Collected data

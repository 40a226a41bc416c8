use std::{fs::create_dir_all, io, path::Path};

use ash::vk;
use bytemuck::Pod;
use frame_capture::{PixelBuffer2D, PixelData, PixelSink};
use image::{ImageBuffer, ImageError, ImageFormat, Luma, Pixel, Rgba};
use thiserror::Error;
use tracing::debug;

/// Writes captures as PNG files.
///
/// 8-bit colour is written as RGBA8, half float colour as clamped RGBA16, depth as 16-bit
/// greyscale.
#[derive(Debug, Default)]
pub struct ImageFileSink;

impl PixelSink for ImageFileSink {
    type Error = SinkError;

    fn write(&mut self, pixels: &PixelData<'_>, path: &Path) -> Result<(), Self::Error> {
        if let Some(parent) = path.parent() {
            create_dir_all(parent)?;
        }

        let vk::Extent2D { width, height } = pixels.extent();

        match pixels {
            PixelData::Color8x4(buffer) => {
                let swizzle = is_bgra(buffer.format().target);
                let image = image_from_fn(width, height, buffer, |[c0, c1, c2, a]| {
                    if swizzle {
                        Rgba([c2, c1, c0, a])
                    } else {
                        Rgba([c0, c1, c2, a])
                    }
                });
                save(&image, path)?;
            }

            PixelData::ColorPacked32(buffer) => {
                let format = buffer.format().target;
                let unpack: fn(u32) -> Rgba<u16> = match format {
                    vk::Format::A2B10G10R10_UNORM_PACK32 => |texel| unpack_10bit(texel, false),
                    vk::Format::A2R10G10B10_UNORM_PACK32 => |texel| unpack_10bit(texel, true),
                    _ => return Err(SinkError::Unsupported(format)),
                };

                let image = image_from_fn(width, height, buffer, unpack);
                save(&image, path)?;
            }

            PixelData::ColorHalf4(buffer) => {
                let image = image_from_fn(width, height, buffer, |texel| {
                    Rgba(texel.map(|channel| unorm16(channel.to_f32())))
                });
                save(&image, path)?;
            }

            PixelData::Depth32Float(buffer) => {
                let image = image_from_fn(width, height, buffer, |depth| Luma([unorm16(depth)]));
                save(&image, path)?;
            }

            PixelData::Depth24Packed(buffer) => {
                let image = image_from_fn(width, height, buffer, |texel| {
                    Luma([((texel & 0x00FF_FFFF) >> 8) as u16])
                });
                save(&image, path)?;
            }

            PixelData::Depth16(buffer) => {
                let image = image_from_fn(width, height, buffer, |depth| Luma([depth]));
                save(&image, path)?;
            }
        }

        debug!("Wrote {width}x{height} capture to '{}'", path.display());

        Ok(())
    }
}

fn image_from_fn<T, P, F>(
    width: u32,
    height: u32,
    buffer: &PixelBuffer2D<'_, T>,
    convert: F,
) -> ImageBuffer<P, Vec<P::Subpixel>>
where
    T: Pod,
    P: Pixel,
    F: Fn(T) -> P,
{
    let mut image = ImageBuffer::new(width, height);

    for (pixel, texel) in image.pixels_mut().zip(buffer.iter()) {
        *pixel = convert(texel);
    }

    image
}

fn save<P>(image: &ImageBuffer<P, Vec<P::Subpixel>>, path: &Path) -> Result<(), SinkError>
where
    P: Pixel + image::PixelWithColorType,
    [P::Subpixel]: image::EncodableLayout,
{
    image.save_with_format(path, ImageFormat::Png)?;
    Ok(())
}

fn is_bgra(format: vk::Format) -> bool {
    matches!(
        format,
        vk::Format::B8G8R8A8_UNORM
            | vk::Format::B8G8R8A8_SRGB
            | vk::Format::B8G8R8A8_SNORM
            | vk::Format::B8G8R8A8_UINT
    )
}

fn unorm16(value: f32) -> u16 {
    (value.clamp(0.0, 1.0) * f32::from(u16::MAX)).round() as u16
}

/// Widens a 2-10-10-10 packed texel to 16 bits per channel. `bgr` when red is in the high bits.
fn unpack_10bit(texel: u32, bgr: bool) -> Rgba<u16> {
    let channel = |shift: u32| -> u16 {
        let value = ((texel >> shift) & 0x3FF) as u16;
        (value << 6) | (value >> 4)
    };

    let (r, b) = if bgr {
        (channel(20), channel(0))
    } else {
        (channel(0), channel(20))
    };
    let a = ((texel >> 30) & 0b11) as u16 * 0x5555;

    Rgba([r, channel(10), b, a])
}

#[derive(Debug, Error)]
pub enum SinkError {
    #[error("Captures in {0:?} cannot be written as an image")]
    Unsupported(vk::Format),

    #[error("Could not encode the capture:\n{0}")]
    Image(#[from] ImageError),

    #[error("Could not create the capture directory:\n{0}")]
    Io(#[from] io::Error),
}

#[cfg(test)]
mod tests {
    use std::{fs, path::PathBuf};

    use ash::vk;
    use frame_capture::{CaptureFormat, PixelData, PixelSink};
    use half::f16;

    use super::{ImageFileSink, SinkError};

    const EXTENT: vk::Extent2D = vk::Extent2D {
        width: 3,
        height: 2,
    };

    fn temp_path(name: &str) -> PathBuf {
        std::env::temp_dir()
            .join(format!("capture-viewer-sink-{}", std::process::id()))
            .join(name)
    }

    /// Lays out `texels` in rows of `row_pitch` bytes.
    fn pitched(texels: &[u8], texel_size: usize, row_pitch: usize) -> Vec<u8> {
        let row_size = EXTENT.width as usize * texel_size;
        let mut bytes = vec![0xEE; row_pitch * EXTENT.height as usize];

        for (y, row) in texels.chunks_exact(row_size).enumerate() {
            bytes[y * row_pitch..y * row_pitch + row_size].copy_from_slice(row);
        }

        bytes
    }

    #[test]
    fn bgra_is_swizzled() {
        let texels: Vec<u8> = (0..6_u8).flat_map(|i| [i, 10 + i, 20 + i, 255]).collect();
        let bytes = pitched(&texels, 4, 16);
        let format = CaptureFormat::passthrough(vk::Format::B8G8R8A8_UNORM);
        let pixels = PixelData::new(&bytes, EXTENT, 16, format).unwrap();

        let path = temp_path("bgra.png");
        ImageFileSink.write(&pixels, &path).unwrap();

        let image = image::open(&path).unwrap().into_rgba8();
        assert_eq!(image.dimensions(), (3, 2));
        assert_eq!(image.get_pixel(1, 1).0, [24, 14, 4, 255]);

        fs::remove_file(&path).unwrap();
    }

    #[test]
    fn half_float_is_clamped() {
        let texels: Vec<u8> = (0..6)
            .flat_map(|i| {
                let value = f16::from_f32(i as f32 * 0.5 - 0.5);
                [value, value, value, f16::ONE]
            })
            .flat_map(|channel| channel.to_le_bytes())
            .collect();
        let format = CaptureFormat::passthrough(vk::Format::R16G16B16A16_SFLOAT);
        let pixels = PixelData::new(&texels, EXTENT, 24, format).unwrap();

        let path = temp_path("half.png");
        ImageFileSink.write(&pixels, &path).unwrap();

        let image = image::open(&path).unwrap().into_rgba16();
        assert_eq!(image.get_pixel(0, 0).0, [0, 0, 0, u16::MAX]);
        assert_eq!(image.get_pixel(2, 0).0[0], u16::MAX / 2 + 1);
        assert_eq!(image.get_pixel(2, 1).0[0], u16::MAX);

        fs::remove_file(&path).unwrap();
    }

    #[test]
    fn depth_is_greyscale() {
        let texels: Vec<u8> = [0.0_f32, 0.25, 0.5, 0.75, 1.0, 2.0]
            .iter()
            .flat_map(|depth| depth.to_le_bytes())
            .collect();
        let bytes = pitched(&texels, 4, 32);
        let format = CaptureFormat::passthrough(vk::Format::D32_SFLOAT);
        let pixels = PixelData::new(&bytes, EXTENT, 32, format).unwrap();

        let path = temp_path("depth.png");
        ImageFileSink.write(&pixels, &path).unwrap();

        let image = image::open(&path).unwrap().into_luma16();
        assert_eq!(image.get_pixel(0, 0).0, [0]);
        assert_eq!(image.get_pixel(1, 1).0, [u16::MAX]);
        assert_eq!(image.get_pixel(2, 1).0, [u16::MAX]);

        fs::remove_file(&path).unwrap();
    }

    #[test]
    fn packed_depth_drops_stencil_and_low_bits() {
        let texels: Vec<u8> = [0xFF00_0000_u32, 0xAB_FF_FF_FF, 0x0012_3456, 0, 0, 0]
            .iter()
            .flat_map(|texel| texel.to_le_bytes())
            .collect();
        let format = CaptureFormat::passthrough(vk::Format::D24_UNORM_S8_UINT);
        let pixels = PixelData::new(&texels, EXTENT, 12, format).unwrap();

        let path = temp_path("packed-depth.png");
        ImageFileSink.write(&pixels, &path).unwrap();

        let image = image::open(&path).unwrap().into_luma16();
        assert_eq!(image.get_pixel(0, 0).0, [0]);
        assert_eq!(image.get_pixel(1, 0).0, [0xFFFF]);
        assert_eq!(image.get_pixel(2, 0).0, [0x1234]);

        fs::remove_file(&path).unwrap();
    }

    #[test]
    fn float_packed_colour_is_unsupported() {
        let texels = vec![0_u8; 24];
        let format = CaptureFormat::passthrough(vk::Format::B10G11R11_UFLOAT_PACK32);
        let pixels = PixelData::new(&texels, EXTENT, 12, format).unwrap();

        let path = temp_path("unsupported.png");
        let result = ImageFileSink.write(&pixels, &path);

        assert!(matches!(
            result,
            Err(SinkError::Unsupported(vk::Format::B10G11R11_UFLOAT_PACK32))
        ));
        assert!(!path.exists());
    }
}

---

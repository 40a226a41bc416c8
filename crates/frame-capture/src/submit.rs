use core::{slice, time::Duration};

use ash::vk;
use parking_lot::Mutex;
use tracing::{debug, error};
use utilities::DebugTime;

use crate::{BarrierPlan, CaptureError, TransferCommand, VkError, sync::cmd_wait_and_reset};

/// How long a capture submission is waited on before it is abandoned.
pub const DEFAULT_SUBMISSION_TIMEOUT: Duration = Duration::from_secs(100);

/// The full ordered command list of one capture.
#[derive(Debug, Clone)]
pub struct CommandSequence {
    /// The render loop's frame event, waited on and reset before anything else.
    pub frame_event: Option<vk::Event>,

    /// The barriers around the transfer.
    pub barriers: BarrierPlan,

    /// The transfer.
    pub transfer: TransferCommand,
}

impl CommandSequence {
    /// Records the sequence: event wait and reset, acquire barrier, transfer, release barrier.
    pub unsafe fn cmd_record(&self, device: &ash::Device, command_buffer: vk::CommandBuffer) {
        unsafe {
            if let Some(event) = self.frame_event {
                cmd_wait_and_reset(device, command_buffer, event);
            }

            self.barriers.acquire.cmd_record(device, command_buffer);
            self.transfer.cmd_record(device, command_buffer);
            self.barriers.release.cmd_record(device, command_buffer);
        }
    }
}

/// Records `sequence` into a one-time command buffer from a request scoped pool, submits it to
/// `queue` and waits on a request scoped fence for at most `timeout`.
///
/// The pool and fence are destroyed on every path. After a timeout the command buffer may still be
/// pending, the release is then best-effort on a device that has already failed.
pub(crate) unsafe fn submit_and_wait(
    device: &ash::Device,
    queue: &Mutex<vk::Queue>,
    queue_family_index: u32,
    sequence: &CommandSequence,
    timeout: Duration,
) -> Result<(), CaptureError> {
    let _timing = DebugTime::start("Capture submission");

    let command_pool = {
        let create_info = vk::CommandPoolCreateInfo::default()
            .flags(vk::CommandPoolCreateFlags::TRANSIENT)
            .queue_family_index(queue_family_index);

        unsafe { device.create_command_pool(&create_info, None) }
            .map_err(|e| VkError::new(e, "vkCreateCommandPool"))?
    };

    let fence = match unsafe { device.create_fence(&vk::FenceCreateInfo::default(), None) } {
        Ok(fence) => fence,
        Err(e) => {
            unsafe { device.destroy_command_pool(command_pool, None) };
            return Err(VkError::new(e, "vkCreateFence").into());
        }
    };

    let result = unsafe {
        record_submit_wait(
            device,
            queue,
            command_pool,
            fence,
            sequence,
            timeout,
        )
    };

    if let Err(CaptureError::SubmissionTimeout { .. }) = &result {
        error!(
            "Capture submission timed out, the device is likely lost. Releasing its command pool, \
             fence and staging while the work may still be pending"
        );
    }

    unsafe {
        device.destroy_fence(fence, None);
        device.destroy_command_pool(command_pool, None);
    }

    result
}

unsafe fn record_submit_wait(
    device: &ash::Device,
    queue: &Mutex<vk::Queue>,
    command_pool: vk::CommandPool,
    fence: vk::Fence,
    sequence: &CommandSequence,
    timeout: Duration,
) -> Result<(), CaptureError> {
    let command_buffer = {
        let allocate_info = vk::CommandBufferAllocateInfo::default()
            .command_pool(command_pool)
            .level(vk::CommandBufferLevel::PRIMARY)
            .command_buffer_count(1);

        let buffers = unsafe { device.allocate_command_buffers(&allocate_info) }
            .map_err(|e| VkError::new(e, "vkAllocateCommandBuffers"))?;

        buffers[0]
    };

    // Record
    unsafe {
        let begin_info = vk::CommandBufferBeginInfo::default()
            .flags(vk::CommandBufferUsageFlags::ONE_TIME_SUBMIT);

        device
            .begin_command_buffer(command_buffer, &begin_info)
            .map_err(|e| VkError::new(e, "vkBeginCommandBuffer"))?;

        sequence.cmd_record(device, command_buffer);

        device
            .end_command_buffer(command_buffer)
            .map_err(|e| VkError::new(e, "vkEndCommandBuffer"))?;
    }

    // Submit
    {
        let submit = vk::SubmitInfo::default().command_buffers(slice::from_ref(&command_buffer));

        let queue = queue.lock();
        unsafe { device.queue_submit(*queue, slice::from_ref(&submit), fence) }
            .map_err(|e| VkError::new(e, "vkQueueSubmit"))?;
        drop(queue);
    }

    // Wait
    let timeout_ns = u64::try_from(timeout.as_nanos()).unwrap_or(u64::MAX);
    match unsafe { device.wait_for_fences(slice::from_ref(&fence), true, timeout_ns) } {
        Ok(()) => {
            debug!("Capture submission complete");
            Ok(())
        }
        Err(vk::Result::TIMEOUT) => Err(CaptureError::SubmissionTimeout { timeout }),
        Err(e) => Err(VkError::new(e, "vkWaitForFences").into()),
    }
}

* * *

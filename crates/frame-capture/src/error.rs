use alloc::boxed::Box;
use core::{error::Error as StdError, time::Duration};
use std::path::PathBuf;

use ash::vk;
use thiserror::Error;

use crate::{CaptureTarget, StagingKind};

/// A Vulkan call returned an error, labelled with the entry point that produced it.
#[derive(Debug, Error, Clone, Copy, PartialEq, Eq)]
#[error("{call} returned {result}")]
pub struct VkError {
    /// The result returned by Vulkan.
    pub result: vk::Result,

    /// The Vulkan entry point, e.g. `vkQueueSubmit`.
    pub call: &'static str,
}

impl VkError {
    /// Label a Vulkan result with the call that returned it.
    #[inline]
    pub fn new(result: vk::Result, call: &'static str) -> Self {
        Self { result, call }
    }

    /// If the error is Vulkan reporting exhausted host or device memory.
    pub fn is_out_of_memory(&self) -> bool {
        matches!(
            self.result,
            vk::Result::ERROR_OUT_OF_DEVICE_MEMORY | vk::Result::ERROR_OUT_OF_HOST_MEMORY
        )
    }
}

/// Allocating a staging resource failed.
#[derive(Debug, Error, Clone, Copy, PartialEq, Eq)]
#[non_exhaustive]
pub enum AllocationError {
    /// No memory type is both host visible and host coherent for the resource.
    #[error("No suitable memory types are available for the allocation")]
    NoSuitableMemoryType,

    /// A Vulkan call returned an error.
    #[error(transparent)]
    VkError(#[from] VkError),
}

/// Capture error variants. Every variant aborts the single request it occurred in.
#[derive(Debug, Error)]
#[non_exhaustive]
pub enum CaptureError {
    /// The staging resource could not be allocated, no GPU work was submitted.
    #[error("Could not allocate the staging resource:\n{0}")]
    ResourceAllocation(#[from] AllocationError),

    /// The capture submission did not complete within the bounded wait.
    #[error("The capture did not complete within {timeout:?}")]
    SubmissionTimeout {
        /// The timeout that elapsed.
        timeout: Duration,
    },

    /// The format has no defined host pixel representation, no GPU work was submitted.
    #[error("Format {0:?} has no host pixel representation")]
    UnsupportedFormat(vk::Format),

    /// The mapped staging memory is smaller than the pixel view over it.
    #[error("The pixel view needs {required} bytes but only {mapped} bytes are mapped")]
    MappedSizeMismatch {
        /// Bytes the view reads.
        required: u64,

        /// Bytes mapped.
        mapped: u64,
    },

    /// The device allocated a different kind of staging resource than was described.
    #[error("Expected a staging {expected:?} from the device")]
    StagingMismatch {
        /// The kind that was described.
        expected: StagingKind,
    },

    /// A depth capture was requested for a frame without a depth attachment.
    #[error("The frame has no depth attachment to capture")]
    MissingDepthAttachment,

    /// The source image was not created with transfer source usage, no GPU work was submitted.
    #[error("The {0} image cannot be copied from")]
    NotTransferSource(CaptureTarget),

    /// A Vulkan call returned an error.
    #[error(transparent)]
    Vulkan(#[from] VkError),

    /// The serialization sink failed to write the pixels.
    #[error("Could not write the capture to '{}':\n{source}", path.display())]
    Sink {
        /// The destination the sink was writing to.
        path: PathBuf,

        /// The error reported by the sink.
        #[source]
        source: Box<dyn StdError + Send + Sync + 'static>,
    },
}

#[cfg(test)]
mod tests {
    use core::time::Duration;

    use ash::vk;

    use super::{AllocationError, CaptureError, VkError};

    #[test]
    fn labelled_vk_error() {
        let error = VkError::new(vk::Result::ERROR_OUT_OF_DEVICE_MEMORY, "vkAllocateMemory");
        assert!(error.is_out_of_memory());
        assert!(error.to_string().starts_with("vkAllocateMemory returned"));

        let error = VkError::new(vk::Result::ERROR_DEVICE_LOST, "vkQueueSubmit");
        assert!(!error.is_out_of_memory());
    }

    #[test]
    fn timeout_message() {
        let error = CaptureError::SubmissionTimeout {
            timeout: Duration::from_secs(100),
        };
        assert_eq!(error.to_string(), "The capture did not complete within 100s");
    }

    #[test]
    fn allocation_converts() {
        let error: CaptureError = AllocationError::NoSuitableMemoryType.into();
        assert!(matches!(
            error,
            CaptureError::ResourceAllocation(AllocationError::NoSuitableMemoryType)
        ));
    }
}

ACTIVITY:
Where in the records does the word "super" appear? Copy each line that holds it.

ANSWER TO THIS PROBLEM:
    use super::{ImageFileSink, SinkError};
    use super::{AllocationError, CaptureError, VkError};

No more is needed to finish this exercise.